Home Health & Hospice

Q: We are currently struggling with a staff retention problem and it's getting costly. What are some ways we can retain our staff members?

Homecare Insider, April 22, 2013

 

Q: We are currently struggling with a staff retention problem and it’s getting costly. What are some ways we can retain our staff members?

A: Bringing in new staff members can be very expensive. Every step of hiring a new member of the homecare team can cost the agency money. Just taking out a newspaper ad for a nurse can cost an agency several hundred dollars; then, once the agency hires someone, a substantial amount of money goes into that staff member’s orientation. Since this process is so expensive and time-consuming, it is important to make sure you are focused on retaining your staff so your agency doesn’t have to repeat the process in the near future.

Cost savings is not the only benefit of a happy staff. If an agency has high staff retention rates, quality will improve, and clinicians will be more knowledgeable about the agency and the physicians it works with.
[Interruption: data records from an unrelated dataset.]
//! Percent-encoding for content crossing the host boundary.
//!
//! Hosts encode with `encodeURIComponent` semantics. Decoding never maps `+`
//! to a space, so base64 `data:` URIs survive the round trip.

use crate::error::SurfaceError;

/// Percent-encode content for the host.
pub fn encode(content: &str) -> String {
    urlencoding::encode(content).into_owned()
}

/// Decode percent-encoded host content.
pub fn decode(encoded: &str) -> Result<String, SurfaceError> {
    urlencoding::decode(encoded)
        .map(|decoded| decoded.into_owned())
        .map_err(|e| SurfaceError::Decode(e.to_string()))
}
//! Error types for surface operations.

use thiserror::Error;

/// Errors that can occur while driving the editing surface.
///
/// Most of these never reach the host: delivery failures are logged and
/// swallowed by the surface, and document mutations degrade to no-ops. They
/// are surfaced from the lower-level building blocks so callers can decide.
#[derive(Error, Debug)]
#[non_exhaustive]
pub enum SurfaceError {
    /// The stored selection anchor no longer resolves to a live position.
    #[error("stored selection anchor is stale")]
    StaleAnchor,

    /// No selection has been captured yet.
    #[error("no selection anchor has been captured")]
    NoAnchor,

    /// The host exposes no channel for this notification.
    #[error("no host transport available for {0}")]
    NoTransport(&'static str),

    /// The host transport threw while delivering.
    #[error("host transport failed: {0}")]
    Transport(String),

    /// The host asked for a command this surface does not know.
    #[error("unknown command: {0}")]
    UnknownCommand(String),

    /// A command parameter was missing or malformed.
    #[error("invalid parameter for {command}: {reason}")]
    InvalidParameter {
        command: &'static str,
        reason: String,
    },

    /// Percent-decoding of host content failed.
    #[error("failed to decode host content: {0}")]
    Decode(String),

    /// The native selection API rejected a range.
    #[error("selection rejected: {0}")]
    Selection(String),

    /// Serialization of the editor state payload failed.
    #[error(transparent)]
    Json(#[from] serde_json::Error),
}

#[cfg(test)]
mod tests {
    use super::*;

    #[test]
    fn test_messages_name_the_failing_piece() {
        assert_eq!(
            SurfaceError::Transport("postMessage threw".into()).to_string(),
            "host transport failed: postMessage threw"
        );
        assert_eq!(
            SurfaceError::NoTransport("height").to_string(),
            "no host transport available for height"
        );
        assert_eq!(
            SurfaceError::InvalidParameter {
                command: "setFontSize",
                reason: "not a number".into(),
            }
            .to_string(),
            "invalid parameter for setFontSize: not a number"
        );
    }
}
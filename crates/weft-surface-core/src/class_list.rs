//! `class` attribute helpers that work on any [`SurfaceDocument`].
//!
//! Removing the last class drops the attribute entirely so exported markup
//! matches what the host originally supplied.

use crate::document::SurfaceDocument;

pub fn has_class<D: SurfaceDocument>(doc: &D, node: &D::Node, class: &str) -> bool {
    doc.attribute(node, "class")
        .is_some_and(|value| value.split_ascii_whitespace().any(|c| c == class))
}

pub fn add_class<D: SurfaceDocument>(doc: &mut D, node: &D::Node, class: &str) {
    if has_class(doc, node, class) {
        return;
    }
    let value = match doc.attribute(node, "class") {
        Some(existing) if !existing.trim().is_empty() => format!("{} {}", existing.trim(), class),
        _ => class.to_string(),
    };
    doc.set_attribute(node, "class", &value);
}

pub fn remove_class<D: SurfaceDocument>(doc: &mut D, node: &D::Node, class: &str) {
    if !has_class(doc, node, class) {
        return;
    }
    let remaining = doc
        .attribute(node, "class")
        .unwrap_or_default()
        .split_ascii_whitespace()
        .filter(|c| *c != class)
        .collect::<Vec<_>>()
        .join(" ");

    if remaining.is_empty() {
        doc.remove_attribute(node, "class");
    } else {
        doc.set_attribute(node, "class", &remaining);
    }
}

/// First descendant of `node` carrying `class`.
pub fn find_by_class<D: SurfaceDocument>(doc: &D, node: &D::Node, class: &str) -> Option<D::Node> {
    doc.descendants(node)
        .into_iter()
        .find(|n| has_class(doc, n, class))
}

/// Every descendant of `node` carrying `class`.
pub fn find_all_by_class<D: SurfaceDocument>(doc: &D, node: &D::Node, class: &str) -> Vec<D::Node> {
    doc.descendants(node)
        .into_iter()
        .filter(|n| has_class(doc, n, class))
        .collect()
}
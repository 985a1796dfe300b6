//! Platform abstraction for the editable document.
//!
//! `SurfaceDocument` is the seam between the synchronization engine and
//! whatever actually hosts the editable tree. The browser implementation wraps
//! the live DOM and `document.execCommand`; [`crate::memory::MemoryDocument`]
//! is a self-contained tree used for tests and headless hosts.
//!
//! Node handles are opaque and cheap to clone. Every mutating operation is a
//! no-op when handed a node that is no longer part of the tree.

use smol_str::SmolStr;

use crate::error::SurfaceError;

/// Width/height pair in CSS pixels.
#[derive(Debug, Clone, Copy, PartialEq, Default)]
pub struct Size {
    pub width: f64,
    pub height: f64,
}

impl Size {
    pub fn new(width: f64, height: f64) -> Self {
        Self { width, height }
    }
}

/// Scroll and layout extents of the editable viewport.
#[derive(Debug, Clone, Copy, PartialEq, Default)]
pub struct ViewportMetrics {
    /// Current vertical scroll offset.
    pub scroll_top: f64,
    /// Inner width of the editable element.
    pub client_width: f64,
    /// Inner height of the editable element.
    pub client_height: f64,
    /// Full scrollable content height.
    pub scroll_height: f64,
    /// Layout height including borders.
    pub offset_height: f64,
    /// Width of the hosting window, used when the element reports no width.
    pub window_width: f64,
}

impl ViewportMetrics {
    /// Height reported to the host: the larger of scroll and layout extent.
    pub fn content_height(&self) -> f64 {
        self.scroll_height.max(self.offset_height)
    }

    /// Whether the viewport is scrolled all the way up.
    pub fn at_top(&self) -> bool {
        self.scroll_top <= 0.0
    }

    /// Whether the viewport is scrolled all the way down.
    pub fn at_bottom(&self) -> bool {
        (self.scroll_top + self.client_height).ceil() >= self.scroll_height
    }

    /// Width available for laying out a newly inserted image.
    pub fn layout_width(&self) -> f64 {
        if self.client_width > 0.0 {
            self.client_width
        } else {
            self.window_width
        }
    }
}

/// A native selection range expressed with live node handles.
#[derive(Debug, Clone, PartialEq)]
pub struct NativeRange<N> {
    pub start_container: N,
    pub start_offset: usize,
    pub end_container: N,
    pub end_offset: usize,
}

impl<N: Clone> NativeRange<N> {
    /// Create a collapsed range (caret).
    pub fn caret(container: N, offset: usize) -> Self {
        Self {
            start_container: container.clone(),
            start_offset: offset,
            end_container: container,
            end_offset: offset,
        }
    }
}

impl<N: PartialEq> NativeRange<N> {
    /// Check whether start and end coincide.
    pub fn is_collapsed(&self) -> bool {
        self.start_container == self.end_container && self.start_offset == self.end_offset
    }
}

/// One observed change to the editable tree.
#[derive(Debug, Clone, PartialEq)]
pub enum MutationRecord<N> {
    /// Children were inserted into or removed from `target`.
    ChildList {
        target: N,
        added: Vec<N>,
        removed: Vec<N>,
    },
    /// Attribute `name` changed on `target`.
    Attributes { target: N, name: SmolStr },
}

impl<N> MutationRecord<N> {
    pub fn target(&self) -> &N {
        match self {
            MutationRecord::ChildList { target, .. } => target,
            MutationRecord::Attributes { target, .. } => target,
        }
    }
}

/// A batch of mutation records delivered in one turn of the event loop.
pub type MutationBatch<N> = Vec<MutationRecord<N>>;

/// The editable tree, its selection, and the native command executor.
pub trait SurfaceDocument {
    /// Handle to a node in the tree.
    type Node: Clone + PartialEq + std::fmt::Debug;

    // === Tree navigation ===

    /// The editable root element.
    fn root(&self) -> Self::Node;

    /// Parent of a node, if attached.
    fn parent(&self, node: &Self::Node) -> Option<Self::Node>;

    /// Child nodes in document order.
    fn children(&self, node: &Self::Node) -> Vec<Self::Node>;

    /// Lowercase tag name for elements, `None` for text.
    fn tag_name(&self, node: &Self::Node) -> Option<SmolStr>;

    /// Range-offset length: UTF-16 units for text, child count for elements.
    fn node_len(&self, node: &Self::Node) -> usize;

    // === Mutation ===

    /// Create a detached element.
    fn create_element(&mut self, tag: &str) -> Self::Node;

    /// Insert `child` into `parent` before `reference` (append when `None`).
    ///
    /// Moves the child if it is already attached elsewhere.
    fn insert_before(
        &mut self,
        parent: &Self::Node,
        child: &Self::Node,
        reference: Option<&Self::Node>,
    );

    /// Detach `child` from `parent`.
    fn remove_child(&mut self, parent: &Self::Node, child: &Self::Node);

    fn attribute(&self, node: &Self::Node, name: &str) -> Option<String>;

    fn set_attribute(&mut self, node: &Self::Node, name: &str, value: &str);

    fn remove_attribute(&mut self, node: &Self::Node, name: &str);

    /// Read one inline style property.
    fn style_property(&self, node: &Self::Node, property: &str) -> Option<String>;

    /// Write one inline style property. An empty value clears it.
    fn set_style_property(&mut self, node: &Self::Node, property: &str, value: &str);

    /// Replace the children of `node` by parsing `html`.
    fn set_inner_html(&mut self, node: &Self::Node, html: &str);

    // === Serialization ===

    /// Serialized markup of the children of `node`.
    fn inner_html(&self, node: &Self::Node) -> String;

    /// Rendered text content of `node`.
    fn text_content(&self, node: &Self::Node) -> String;

    /// Deep copy of `node` that is not attached anywhere.
    fn clone_detached(&mut self, node: &Self::Node) -> Self::Node;

    /// Drop a detached subtree created by [`SurfaceDocument::clone_detached`].
    fn release(&mut self, _node: Self::Node) {}

    // === Layout ===

    fn metrics(&self) -> ViewportMetrics;

    /// Rendered box size (`offsetWidth`/`offsetHeight`).
    fn rendered_size(&self, node: &Self::Node) -> Size;

    /// Intrinsic media size (`naturalWidth`/`naturalHeight`).
    fn natural_size(&self, node: &Self::Node) -> Size;

    /// Whether an image has finished loading.
    fn is_loaded(&self, node: &Self::Node) -> bool;

    // === Load listeners ===

    fn has_load_listener(&self, node: &Self::Node) -> bool;

    /// Attach the load-completion listener. Callers check
    /// [`SurfaceDocument::has_load_listener`] first.
    fn attach_load_listener(&mut self, node: &Self::Node);

    // === Selection ===

    /// First range of the native selection, if any.
    fn selection_range(&self) -> Option<NativeRange<Self::Node>>;

    /// Replace the native selection with `range`.
    fn set_selection_range(&mut self, range: &NativeRange<Self::Node>)
    -> Result<(), SurfaceError>;

    /// Text covered by the native selection.
    fn selected_text(&self) -> String;

    /// Wrap the selected content in `wrapper`. Returns false when the
    /// selection cannot be surrounded.
    fn surround_selection(&mut self, wrapper: &Self::Node) -> bool;

    /// Collapse the selection to the end of `node`'s contents.
    fn collapse_to_end(&mut self, node: &Self::Node);

    fn focus(&mut self);

    fn blur(&mut self);

    // === Native command executor ===

    fn exec_command(&mut self, command: &str, value: Option<&str>) -> bool;

    fn query_command_enabled(&self, command: &str) -> bool;

    fn query_command_value(&self, command: &str) -> String;

    // === Page ===

    /// Install or update the page base URL used for relative references.
    fn set_base_url(&mut self, url: &str);

    /// Set a style property on the page body.
    fn set_page_style(&mut self, property: &str, value: &str);

    fn set_editable(&mut self, editable: bool);

    // === Observation ===

    /// Next pending batch of mutation records inside the editable root.
    fn take_mutation_batch(&mut self) -> Option<MutationBatch<Self::Node>>;

    // === Provided helpers ===

    fn append_child(&mut self, parent: &Self::Node, child: &Self::Node) {
        self.insert_before(parent, child, None);
    }

    /// Whether `node` is `ancestor` or one of its descendants.
    fn contains(&self, ancestor: &Self::Node, node: &Self::Node) -> bool {
        let mut current = Some(node.clone());
        while let Some(n) = current {
            if &n == ancestor {
                return true;
            }
            current = self.parent(&n);
        }
        false
    }

    fn is_tag(&self, node: &Self::Node, tag: &str) -> bool {
        self.tag_name(node).is_some_and(|t| t == tag)
    }

    /// All `<img>` descendants of `node` in document order (excluding `node`).
    fn images_under(&self, node: &Self::Node) -> Vec<Self::Node> {
        self.descendants(node)
            .into_iter()
            .filter(|n| self.is_tag(n, "img"))
            .collect()
    }

    /// All descendants of `node` in document order.
    fn descendants(&self, node: &Self::Node) -> Vec<Self::Node> {
        let mut out = Vec::new();
        let mut stack: Vec<Self::Node> = self.children(node).into_iter().rev().collect();
        while let Some(n) = stack.pop() {
            stack.extend(self.children(&n).into_iter().rev());
            out.push(n);
        }
        out
    }
}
There are many things you can do as a part of the management team that can make this possible and cost little or no money:
  • Create a positive environment. Celebrate birthdays, engagements, pregnancies, and other important events. Showing your team that you are interested in them on a personal level can make the work environment a comfortable place to be. Implementing humor and positivity into the daily workload can make staff look forward to their day and not dread it.
  • Praise their success. When staff members do a good job, make sure they know it. Positive reinforcement should be frequent. By letting staff members know when they excel, they will know that management has been paying attention to their work performance and values their contribution to the agency.
  •  Involve staff in decision-making. Many times staff members leave because they feel management doesn’t understand their needs. Involving staff members, perhaps a representative from each discipline, in decision-making enforces the idea that all opinions and ideas are appreciated. This allows the agency to work as a team.
  • Open the lines of communication. If an employee seems to be unhappy, it is important that you recognize the issue and approach the employee. Often it is possible to discuss why he or she is unhappy and amend the problem. This should be a working effort from management to clinicians. If the person is a valuable member of the team—for example, a great nurse who has a poor attitude—solving the issue and retaining the employee would be beneficial to the agency for numerous reasons. That said, never keep a staff member solely to avoid recruitment. Sometimes a bad apple can spoil the whole bunch.